Using the data below, work out how many of its lines contain "capacity", and give that number with nothing added.

*** Opening Data under study ***

//! Process-wide, fire-and-forget user notification channel.

use tokio::sync::broadcast;

#[derive(Debug, Clone, PartialEq, Eq)]
pub enum Notification {
    Success(String),
    Error(String),
    Info(String),
}

impl Notification {
    pub fn message(&self) -> &str {
        match self {
            Notification::Success(msg) | Notification::Error(msg) | Notification::Info(msg) => msg,
        }
    }
}

/// Collaborator boundary: controllers report outcomes here and never
/// learn whether anyone is listening.
pub trait NotificationSink: Send + Sync {
    fn notify_success(&self, message: &str);
    fn notify_error(&self, message: &str);
    fn notify_info(&self, message: &str);
}

/// Fan-out sink backed by a broadcast channel. UI layers subscribe;
/// sends without a live receiver are dropped silently.
pub struct BroadcastNotifier {
    tx: broadcast::Sender<Notification>,
}

impl BroadcastNotifier {
    pub fn new(capacity: usize) -> Self {
        let (tx, _) = broadcast::channel(capacity);
        Self { tx }
    }

    pub fn subscribe(&self) -> broadcast::Receiver<Notification> {
        self.tx.subscribe()
    }

    fn publish(&self, notification: Notification) {
        if self.tx.send(notification).is_err() {
            tracing::debug!("notification dropped; no subscribers");
        }
    }
}

impl Default for BroadcastNotifier {
    fn default() -> Self {
        Self::new(64)
    }
}

impl NotificationSink for BroadcastNotifier {
    fn notify_success(&self, message: &str) {
        self.publish(Notification::Success(message.to_string()));
    }

    fn notify_error(&self, message: &str) {
        self.publish(Notification::Error(message.to_string()));
    }

    fn notify_info(&self, message: &str) {
        self.publish(Notification::Info(message.to_string()));
    }
}

/// Discards everything. Stands in where no UI is attached.
pub struct NullNotifier;

impl NotificationSink for NullNotifier {
    fn notify_success(&self, _message: &str) {}
    fn notify_error(&self, _message: &str) {}
    fn notify_info(&self, _message: &str) {}
}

*** Closing Data under study ***

[Solution]: 2